◆ EXERCISE DESCRIPTION ◆
Set down the data again in full, keeping every line exactly as it is.

[Stored data]

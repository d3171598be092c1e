//! Category and severity presentation: total color mappings with a fallback.

use ratatui::style::Color;

use crate::core::analysis::Severity;

/// Display color for a bias category. The taxonomy is open-ended, so
/// unrecognized categories get a gray fallback rather than failing.
pub(crate) fn category_color(category: &str) -> Color {
    match category {
        "gender" => Color::Rgb(236, 72, 153),        // pink
        "race" => Color::Rgb(168, 85, 247),          // purple
        "religion" => Color::Rgb(99, 102, 241),      // indigo
        "political" => Color::Rgb(249, 115, 22),     // orange
        "socioeconomic" => Color::Rgb(20, 184, 166), // teal
        "age" => Color::Rgb(6, 182, 212),            // cyan
        _ => Color::Gray,
    }
}

pub(crate) fn severity_color(severity: Severity) -> Color {
    match severity {
        Severity::Severe => Color::Rgb(239, 68, 68),    // red
        Severity::Moderate => Color::Rgb(234, 179, 8),  // yellow
        Severity::Mild => Color::Rgb(96, 165, 250),     // blue
        Severity::None => Color::Rgb(74, 222, 128),     // green
    }
}

#[cfg(test)]
mod tests {
    use super::*;

    #[test]
    fn unknown_category_falls_back_to_gray() {
        assert_eq!(category_color("ableist"), Color::Gray);
    }

    #[test]
    fn known_categories_have_distinct_colors() {
        let known = ["gender", "race", "religion", "political", "socioeconomic", "age"];
        for category in known {
            assert_ne!(category_color(category), Color::Gray);
        }
    }
}
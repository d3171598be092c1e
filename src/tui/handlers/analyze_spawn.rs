//! Spawns analysis requests in a background thread with a result channel.

use std::sync::Arc;
use std::sync::mpsc;
use tokio::runtime::Runtime;

use crate::core::analysis::AnalysisMode;
use crate::core::api::ApiClient;
use crate::core::config::Config;

use super::PendingAnalysis;

/// Spawn a new analysis request. The raw payload (or a transport error
/// message) arrives on the returned channel. There is no cancellation;
/// whichever response arrives last wins.
pub fn spawn_analysis(
    rt: &Arc<Runtime>,
    config: Arc<Config>,
    text: String,
    mode: AnalysisMode,
) -> PendingAnalysis {
    let (result_tx, result_rx) = mpsc::channel();
    let rt_clone = Arc::clone(rt);

    std::thread::spawn(move || {
        let client = ApiClient::new(config.as_ref());
        let result = rt_clone
            .block_on(client.analyze(&text, mode))
            .map_err(|e| e.to_string());
        let _ = result_tx.send(result);
    });

    PendingAnalysis { mode, result_rx }
}
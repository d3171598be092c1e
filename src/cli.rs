//! CLI definitions: argument parsing, subcommands, and help text.

use clap::{ArgAction, Parser, Subcommand};
use clap_complete::Shell;

pub use clap_complete::generate;

const AFTER_HELP: &str = "\
EXAMPLES:
  biaslens                            Launch interactive TUI
  biaslens -t \"some text\"             Analyze once, print a report to stdout
  biaslens -t - --mode comprehensive  Read text from stdin, detailed analysis
  biaslens -t \"some text\" --json      Dump the raw service payload
  biaslens health                     Check service availability
  biaslens categories                 List bias categories
  biaslens completions bash           Generate bash completions
";

/// Command-line arguments for the application.
#[derive(Parser)]
#[command(
    version,
    about = "Terminal client for a text bias-analysis service",
    after_help = AFTER_HELP
)]
pub struct Args {
    #[command(subcommand)]
    pub command: Option<Commands>,

    /// Analyze a single text then exit (without opening the TUI)
    #[arg(
        short = 't',
        long,
        help = "Text to analyze for bias (use '-' to read from stdin)"
    )]
    pub text: Option<String>,

    /// Analysis mode for one-shot analysis
    #[arg(short = 'm', long, help = "Analysis mode: quick or comprehensive")]
    pub mode: Option<String>,

    /// Print the raw service payload instead of a report
    #[arg(long, help = "In one-shot mode, dump the raw JSON response")]
    pub json: bool,

    /// Increase log verbosity (use multiple times for debug)
    #[arg(short = 'v', long = "verbose", action = ArgAction::Count, global = true)]
    pub verbose: u8,

    /// Reduce log output (errors only)
    #[arg(short = 'q', long = "quiet", global = true)]
    pub quiet: bool,
}

#[derive(Subcommand)]
pub enum Commands {
    /// Check the analysis service health
    Health,
    /// List bias categories known to the service
    Categories,
    /// Show resolved configuration (API URL, timeout, default mode)
    Config,
    /// Generate shell completion script
    Completions {
        /// Shell to generate completions for (bash, zsh, fish, powershell, elvish)
        #[arg(value_parser = clap::value_parser!(Shell))]
        shell: Shell,
    },
}

impl Args {
    /// Log level based on -v/-q flags: error, warn, info, or debug.
    pub fn log_level(&self) -> &'static str {
        if self.quiet {
            "error"
        } else if self.verbose >= 2 {
            "debug"
        } else if self.verbose >= 1 {
            "info"
        } else {
            "warn"
        }
    }
}

#[cfg(test)]
mod tests {
    use super::*;

    fn args(argv: &[&str]) -> Args {
        Args::try_parse_from(argv).expect("args parse")
    }

    #[test]
    fn log_level_defaults_to_warn() {
        assert_eq!(args(&["biaslens"]).log_level(), "warn");
    }

    #[test]
    fn log_level_verbose_and_quiet() {
        assert_eq!(args(&["biaslens", "-v"]).log_level(), "info");
        assert_eq!(args(&["biaslens", "-vv"]).log_level(), "debug");
        assert_eq!(args(&["biaslens", "-q"]).log_level(), "error");
    }

    #[test]
    fn one_shot_flags_parse() {
        let a = args(&["biaslens", "-t", "hello", "--mode", "comprehensive", "--json"]);
        assert_eq!(a.text.as_deref(), Some("hello"));
        assert_eq!(a.mode.as_deref(), Some("comprehensive"));
        assert!(a.json);
    }
}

◆ RESULT OF THIS EXERCISE ◆
repository d3171598be092c1e
//! Category and severity presentation: total color mappings with a fallback.

use ratatui::style::Color;

use crate::core::analysis::Severity;

/// Display color for a bias category. The taxonomy is open-ended, so
/// unrecognized categories get a gray fallback rather than failing.
pub(crate) fn category_color(category: &str) -> Color {
    match category {
        "gender" => Color::Rgb(236, 72, 153),        // pink
        "race" => Color::Rgb(168, 85, 247),          // purple
        "religion" => Color::Rgb(99, 102, 241),      // indigo
        "political" => Color::Rgb(249, 115, 22),     // orange
        "socioeconomic" => Color::Rgb(20, 184, 166), // teal
        "age" => Color::Rgb(6, 182, 212),            // cyan
        _ => Color::Gray,
    }
}

pub(crate) fn severity_color(severity: Severity) -> Color {
    match severity {
        Severity::Severe => Color::Rgb(239, 68, 68),    // red
        Severity::Moderate => Color::Rgb(234, 179, 8),  // yellow
        Severity::Mild => Color::Rgb(96, 165, 250),     // blue
        Severity::None => Color::Rgb(74, 222, 128),     // green
    }
}

#[cfg(test)]
mod tests {
    use super::*;

    #[test]
    fn unknown_category_falls_back_to_gray() {
        assert_eq!(category_color("ableist"), Color::Gray);
    }

    #[test]
    fn known_categories_have_distinct_colors() {
        let known = ["gender", "race", "religion", "political", "socioeconomic", "age"];
        for category in known {
            assert_ne!(category_color(category), Color::Gray);
        }
    }
}
repository d3171598be092c1e
filename src/tui/handlers/analyze_spawn.rs
//! Spawns analysis requests in a background thread with a result channel.

use std::sync::Arc;
use std::sync::mpsc;
use tokio::runtime::Runtime;

use crate::core::analysis::AnalysisMode;
use crate::core::api::ApiClient;
use crate::core::config::Config;

use super::PendingAnalysis;

/// Spawn a new analysis request. The raw payload (or a transport error
/// message) arrives on the returned channel. There is no cancellation;
/// whichever response arrives last wins.
pub fn spawn_analysis(
    rt: &Arc<Runtime>,
    config: Arc<Config>,
    text: String,
    mode: AnalysisMode,
) -> PendingAnalysis {
    let (result_tx, result_rx) = mpsc::channel();
    let rt_clone = Arc::clone(rt);

    std::thread::spawn(move || {
        let client = ApiClient::new(config.as_ref());
        let result = rt_clone
            .block_on(client.analyze(&text, mode))
            .map_err(|e| e.to_string());
        let _ = result_tx.send(result);
    });

    PendingAnalysis { mode, result_rx }
}
repository d3171598be092c1e
filename src/cli.rs
//! CLI definitions: argument parsing, subcommands, and help text.

use clap::{ArgAction, Parser, Subcommand};
use clap_complete::Shell;

pub use clap_complete::generate;

const AFTER_HELP: &str = "\
EXAMPLES:
  biaslens                            Launch interactive TUI
  biaslens -t \"some text\"             Analyze once, print a report to stdout
  biaslens -t - --mode comprehensive  Read text from stdin, detailed analysis
  biaslens -t \"some text\" --json      Dump the raw service payload
  biaslens health                     Check service availability
  biaslens categories                 List bias categories
  biaslens completions bash           Generate bash completions
";

/// Command-line arguments for the application.
#[derive(Parser)]
#[command(
    version,
    about = "Terminal client for a text bias-analysis service",
    after_help = AFTER_HELP
)]
pub struct Args {
    #[command(subcommand)]
    pub command: Option<Commands>,

    /// Analyze a single text then exit (without opening the TUI)
    #[arg(
        short = 't',
        long,
        help = "Text to analyze for bias (use '-' to read from stdin)"
    )]
    pub text: Option<String>,

    /// Analysis mode for one-shot analysis
    #[arg(short = 'm', long, help = "Analysis mode: quick or comprehensive")]
    pub mode: Option<String>,

    /// Print the raw service payload instead of a report
    #[arg(long, help = "In one-shot mode, dump the raw JSON response")]
    pub json: bool,

    /// Increase log verbosity (use multiple times for debug)
    #[arg(short = 'v', long = "verbose", action = ArgAction::Count, global = true)]
    pub verbose: u8,

    /// Reduce log output (errors only)
    #[arg(short = 'q', long = "quiet", global = true)]
    pub quiet: bool,
}

#[derive(Subcommand)]
pub enum Commands {
    /// Check the analysis service health
    Health,
    /// List bias categories known to the service
    Categories,
    /// Show resolved configuration (API URL, timeout, default mode)
    Config,
    /// Generate shell completion script
    Completions {
        /// Shell to generate completions for (bash, zsh, fish, powershell, elvish)
        #[arg(value_parser = clap::value_parser!(Shell))]
        shell: Shell,
    },
}

impl Args {
    /// Log level based on -v/-q flags: error, warn, info, or debug.
    pub fn log_level(&self) -> &'static str {
        if self.quiet {
            "error"
        } else if self.verbose >= 2 {
            "debug"
        } else if self.verbose >= 1 {
            "info"
        } else {
            "warn"
        }
    }
}

#[cfg(test)]
mod tests {
    use super::*;

    fn args(argv: &[&str]) -> Args {
        Args::try_parse_from(argv).expect("args parse")
    }

    #[test]
    fn log_level_defaults_to_warn() {
        assert_eq!(args(&["biaslens"]).log_level(), "warn");
    }

    #[test]
    fn log_level_verbose_and_quiet() {
        assert_eq!(args(&["biaslens", "-v"]).log_level(), "info");
        assert_eq!(args(&["biaslens", "-vv"]).log_level(), "debug");
        assert_eq!(args(&["biaslens", "-q"]).log_level(), "error");
    }

    #[test]
    fn one_shot_flags_parse() {
        let a = args(&["biaslens", "-t", "hello", "--mode", "comprehensive", "--json"]);
        assert_eq!(a.text.as_deref(), Some("hello"));
        assert_eq!(a.mode.as_deref(), Some("comprehensive"));
        assert!(a.json);
    }
}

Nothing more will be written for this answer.